There is also a fraternity called Phi Chi which maintains a 'library' that supposedly has alot of old material that isn't common knowledge. I have heard there are old tests that were surreptitiously obtained that the instructor(s) don't know about and change seldom if ever, so these people may tend to do better on these exams. I don't know. I don't care much for fratermity **, it's much too 'undergrad' for me. Of course, there are always rumors about what Phi Chi has, but I really don't know, and I really don't care. If I have materials or advice to help people learn that is properly come-by (I won't use stolen materials), I will share it, regardless of if you pay me dues or put up with hazing. That's much to extortionistic/sadistic to me. :roll:
Just my $.02
teratos
08-08-2003, 04:10 PM
Don't use old exams. It may look great to honor all your classes, but when you get the lowest score ever on the USMLE you will look like an idiot. Best to learn the material the forst time. G
kennethhur
08-08-2003, 04:34 PM
I dont agree with notion that we shound not use old exam becasue of the USMLE. We still can utilize old exams while learn the material. An old exam is almost useless if we dont know the material. My Bio chem professors would give us the old exam to practice but of course, he changed the entire problems. It is same concept that MCAT students practice on previous MCAT problems from even Kaplan.
Sincerely
Kenneth.
tRmedic21
08-08-2003, 05:08 PM
I like using the old exams to get used to the style of question writing by the instructor. Dr. Trotz gave us her old exams, and it helped me learn prior to my first exam in Biochem that she tested minutiae! So, I learned the material in enough detail to satisfy her, but I learned it better overall. It may help you learn it with a bit of a slant toward their test-writing, but that is going to be the eventual outcome of a class anyways, learning the material with a slant towards the instructor's view of what's important.

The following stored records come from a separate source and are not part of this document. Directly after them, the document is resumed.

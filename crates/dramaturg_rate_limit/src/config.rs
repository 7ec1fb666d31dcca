//! Layered TOML configuration.
//!
//! Sources, later ones overriding earlier ones:
//! - Bundled defaults (include_str! from dramaturg.toml)
//! - ~/.config/dramaturg/dramaturg.toml
//! - ./dramaturg.toml

use crate::ModelTier;
use config::{Config, File, FileFormat};
use dramaturg_error::{ConfigError, DramaturgError, DramaturgResult};
use serde::{Deserialize, Serialize};
use std::collections::HashMap;
use std::path::PathBuf;
use std::time::Duration;
use tracing::{debug, instrument};

/// Bundled default configuration.
const DEFAULT_CONFIG: &str = include_str!("../../../dramaturg.toml");

/// Model selection and per-call limits.
///
/// ```toml
/// [models]
/// primary = "gemini-2.5-flash"
/// fallback = "gemini-2.5-flash-lite"
/// request_timeout_secs = 120
/// ```
#[derive(Debug, Clone, PartialEq, Deserialize, Serialize)]
#[serde(default)]
pub struct ModelsConfig {
    /// Default model for every request
    pub primary: String,
    /// Model substituted once when the primary call fails
    pub fallback: Option<String>,
    /// Upper bound on a single backend call
    pub request_timeout_secs: u64,
    /// Maximum output tokens per call
    pub max_tokens: u32,
    /// Default sampling temperature
    pub temperature: f32,
}

impl Default for ModelsConfig {
    fn default() -> Self {
        Self {
            primary: "gemini-2.5-flash".to_string(),
            fallback: Some("gemini-2.5-flash-lite".to_string()),
            request_timeout_secs: 120,
            max_tokens: 8192,
            temperature: 0.7,
        }
    }
}

impl ModelsConfig {
    /// Request timeout as a duration.
    pub fn request_timeout(&self) -> Duration {
        Duration::from_secs(self.request_timeout_secs)
    }
}

/// Minimum gap, in milliseconds, for each tier.
#[derive(Debug, Clone, Copy, PartialEq, Eq, Deserialize, Serialize)]
#[serde(default)]
pub struct TierDelays {
    /// Cheap tier gap
    pub cheap: u64,
    /// Mid tier gap
    pub mid: u64,
    /// Top tier gap
    pub top: u64,
}

impl Default for TierDelays {
    fn default() -> Self {
        Self {
            cheap: 6_000,
            mid: 10_000,
            top: 15_000,
        }
    }
}

impl TierDelays {
    /// Same gap for every tier. Handy for tests.
    pub fn uniform(ms: u64) -> Self {
        Self {
            cheap: ms,
            mid: ms,
            top: ms,
        }
    }

    /// Gap for a tier.
    pub fn for_tier(&self, tier: ModelTier) -> Duration {
        let ms = match tier {
            ModelTier::Cheap => self.cheap,
            ModelTier::Mid => self.mid,
            ModelTier::Top => self.top,
        };
        Duration::from_millis(ms)
    }
}

/// Per-model throttle settings.
///
/// ```toml
/// [throttle]
/// default_tier = "mid"
///
/// [throttle.delays_ms]
/// cheap = 6_000
///
/// [throttle.models]
/// "gemini-2.5-pro" = "top"
/// ```
#[derive(Debug, Clone, PartialEq, Deserialize, Serialize)]
#[serde(default)]
pub struct ThrottleConfig {
    /// Tier for model ids not listed in `models`
    pub default_tier: ModelTier,
    /// Gap per tier
    pub delays_ms: TierDelays,
    /// Model id to tier
    pub models: HashMap<String, ModelTier>,
}

impl Default for ThrottleConfig {
    fn default() -> Self {
        let models = [
            ("gemini-2.0-flash-lite", ModelTier::Cheap),
            ("gemini-2.5-flash-lite", ModelTier::Cheap),
            ("gemini-2.0-flash", ModelTier::Mid),
            ("gemini-2.5-flash", ModelTier::Mid),
            ("gemini-2.5-pro", ModelTier::Top),
        ]
        .into_iter()
        .map(|(model, tier)| (model.to_string(), tier))
        .collect();

        Self {
            default_tier: ModelTier::Mid,
            delays_ms: TierDelays::default(),
            models,
        }
    }
}

impl ThrottleConfig {
    /// Tier for a model id, falling back to the default tier.
    pub fn tier_for(&self, model_id: &str) -> ModelTier {
        self.models
            .get(model_id)
            .copied()
            .unwrap_or(self.default_tier)
    }

    /// Minimum gap between calls to a model id.
    pub fn delay_for(&self, model_id: &str) -> Duration {
        self.delays_ms.for_tier(self.tier_for(model_id))
    }
}

/// Pipeline pacing and artifact settings.
#[derive(Debug, Clone, PartialEq, Deserialize, Serialize)]
#[serde(default)]
pub struct PipelineConfig {
    /// Pause after each of stations 1 to 6
    pub inter_stage_delay_ms: u64,
    /// Directory receiving reports
    pub output_dir: PathBuf,
    /// Source text truncation limit, in characters
    pub max_text_chars: usize,
    /// Whether reports are written at all
    pub persist_artifacts: bool,
}

impl Default for PipelineConfig {
    fn default() -> Self {
        Self {
            inter_stage_delay_ms: 5_000,
            output_dir: PathBuf::from("analysis_output"),
            max_text_chars: 60_000,
            persist_artifacts: true,
        }
    }
}

impl PipelineConfig {
    /// Inter-stage delay as a duration.
    pub fn inter_stage_delay(&self) -> Duration {
        Duration::from_millis(self.inter_stage_delay_ms)
    }
}

/// Top-level Dramaturg configuration.
///
/// # Example
///
/// ```no_run
/// use dramaturg_rate_limit::DramaturgConfig;
///
/// # fn main() -> Result<(), Box<dyn std::error::Error>> {
/// let config = DramaturgConfig::load()?;
/// println!("Primary model: {}", config.models.primary);
/// # Ok(())
/// # }
/// ```
#[derive(Debug, Clone, PartialEq, Deserialize, Serialize, Default)]
#[serde(default)]
pub struct DramaturgConfig {
    /// Model selection
    pub models: ModelsConfig,
    /// Per-model throttling
    pub throttle: ThrottleConfig,
    /// Pipeline pacing and artifacts
    pub pipeline: PipelineConfig,
}

impl DramaturgConfig {
    /// Load configuration from a specific file path.
    ///
    /// # Errors
    ///
    /// Returns an error if the file cannot be read or parsed.
    #[instrument(skip(path), fields(path = %path.as_ref().display()))]
    pub fn from_file(path: impl AsRef<std::path::Path>) -> DramaturgResult<Self> {
        debug!("Loading configuration from file");

        Config::builder()
            .add_source(File::from(path.as_ref()))
            .build()
            .map_err(|e| {
                DramaturgError::from(ConfigError::new(format!(
                    "Failed to read configuration from {}: {}",
                    path.as_ref().display(),
                    e
                )))
            })?
            .try_deserialize()
            .map_err(|e| {
                DramaturgError::from(ConfigError::new(format!(
                    "Failed to parse configuration: {}",
                    e
                )))
            })
    }

    /// Bundled defaults only, ignoring user files.
    ///
    /// # Errors
    ///
    /// Returns an error if the bundled file fails to parse.
    pub fn bundled() -> DramaturgResult<Self> {
        Self::build(Config::builder().add_source(File::from_str(DEFAULT_CONFIG, FileFormat::Toml)))
    }

    /// Load configuration with precedence: current dir > home dir > bundled.
    ///
    /// User config files are optional and silently skipped if not found.
    ///
    /// # Errors
    ///
    /// Returns an error if any present source fails to parse.
    #[instrument]
    pub fn load() -> DramaturgResult<Self> {
        debug!("Loading configuration with precedence: current dir > home dir > bundled defaults");

        let mut builder =
            Config::builder().add_source(File::from_str(DEFAULT_CONFIG, FileFormat::Toml));

        if let Some(home) = dirs::home_dir() {
            let home_config = home.join(".config/dramaturg/dramaturg.toml");
            builder = builder.add_source(File::from(home_config).required(false));
        }

        builder = builder.add_source(File::with_name("dramaturg").required(false));

        Self::build(builder)
    }

    fn build(
        builder: config::ConfigBuilder<config::builder::DefaultState>,
    ) -> DramaturgResult<Self> {
        builder
            .build()
            .map_err(|e| {
                DramaturgError::from(ConfigError::new(format!(
                    "Failed to build configuration: {}",
                    e
                )))
            })?
            .try_deserialize()
            .map_err(|e| {
                DramaturgError::from(ConfigError::new(format!(
                    "Failed to parse configuration: {}",
                    e
                )))
            })
    }
}

#[cfg(test)]
mod tests {
    use super::*;

    #[test]
    fn bundled_matches_defaults() {
        let config = DramaturgConfig::bundled().unwrap();
        assert_eq!(config.models, ModelsConfig::default());
        assert_eq!(config.throttle, ThrottleConfig::default());
        assert_eq!(config.pipeline, PipelineConfig::default());
    }

    #[test]
    fn unknown_models_use_mid_tier() {
        let throttle = ThrottleConfig::default();
        assert_eq!(throttle.tier_for("some-new-model"), ModelTier::Mid);
        assert_eq!(throttle.delay_for("some-new-model"), Duration::from_secs(10));
        assert_eq!(throttle.delay_for("gemini-2.5-flash-lite"), Duration::from_secs(6));
        assert_eq!(throttle.delay_for("gemini-2.5-pro"), Duration::from_secs(15));
    }
}
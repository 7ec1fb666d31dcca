//! Orchestrator pacing and artifact settings.

use dramaturg_rate_limit::PipelineConfig;
use std::path::PathBuf;
use std::time::Duration;

/// How the orchestrator paces a run and where it writes artifacts.
///
/// # Examples
///
/// ```
/// use dramaturg_pipeline::PipelineSettings;
/// use std::time::Duration;
///
/// let settings = PipelineSettings::builder()
///     .inter_stage_delay(Duration::ZERO)
///     .output_dir("reports")
///     .build()
///     .unwrap();
///
/// assert_eq!(*settings.max_text_chars(), 60_000);
/// assert!(settings.output_dir().is_some());
/// ```
#[derive(Debug, Clone, PartialEq, derive_getters::Getters, derive_builder::Builder)]
pub struct PipelineSettings {
    /// Pause after each of stations 1 to 6
    #[builder(default = "Duration::from_secs(5)")]
    inter_stage_delay: Duration,
    /// Source text truncation limit, in characters
    #[builder(default = "60_000")]
    max_text_chars: usize,
    /// Directory receiving reports; `None` disables persistence
    #[builder(default, setter(into, strip_option))]
    output_dir: Option<PathBuf>,
}

impl PipelineSettings {
    /// Creates a new settings builder.
    pub fn builder() -> PipelineSettingsBuilder {
        PipelineSettingsBuilder::default()
    }

    /// Same settings with no pause between stations.
    pub fn without_delay(mut self) -> Self {
        self.inter_stage_delay = Duration::ZERO;
        self
    }

    /// Same settings writing artifacts under `dir`.
    pub fn with_output_dir(mut self, dir: impl Into<PathBuf>) -> Self {
        self.output_dir = Some(dir.into());
        self
    }
}

impl Default for PipelineSettings {
    fn default() -> Self {
        Self {
            inter_stage_delay: Duration::from_secs(5),
            max_text_chars: 60_000,
            output_dir: None,
        }
    }
}

impl From<&PipelineConfig> for PipelineSettings {
    fn from(config: &PipelineConfig) -> Self {
        Self {
            inter_stage_delay: config.inter_stage_delay(),
            max_text_chars: config.max_text_chars,
            output_dir: config
                .persist_artifacts
                .then(|| config.output_dir.clone()),
        }
    }
}

#[cfg(test)]
mod tests {
    use super::*;

    #[test]
    fn config_without_persistence_has_no_output_dir() {
        let config = PipelineConfig {
            persist_artifacts: false,
            ..Default::default()
        };
        let settings = PipelineSettings::from(&config);
        assert!(settings.output_dir().is_none());
        assert_eq!(settings.inter_stage_delay(), &Duration::from_millis(5_000));
    }

    #[test]
    fn without_delay_keeps_other_fields() {
        let settings = PipelineSettings::default()
            .with_output_dir("out")
            .without_delay();
        assert_eq!(settings.inter_stage_delay(), &Duration::ZERO);
        assert_eq!(settings.output_dir().as_deref(), Some(std::path::Path::new("out")));
    }
}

Another case in point is Dr. Blevins. His questions are ridiculously complex and silly hard. It's the only 40 question multiple-choice test we get 70 minutes for! But if we had had access to some of his old exams, we might have been familiar with that question-writing style and had a better notion of how he was going to ask the questions, thus saving some of us our sole failing grade of the class. Yes, you have to work that much harder, but is it really necessary to fail an instructor's first exam just to figure out how they are gonna ask their questions? I don't think so, but I'm at the brunt of it, so I may be a little biased.
teratos
08-08-2003, 06:09 PM
If the profs give out their exam, that is one thing. If there is a "database" of old exams that people have which contains most of the questions that will be on the upcoming exam, that is another. We all know that there are a lot of exams out there that shouldn't be. That only hurts you in the end no matter how you look at it. Perhaps I wasn't specific enough. I think that the "style" of testing arguement only goes so far. If you really know the material, then no matter what types of questions are asked you should know the answer.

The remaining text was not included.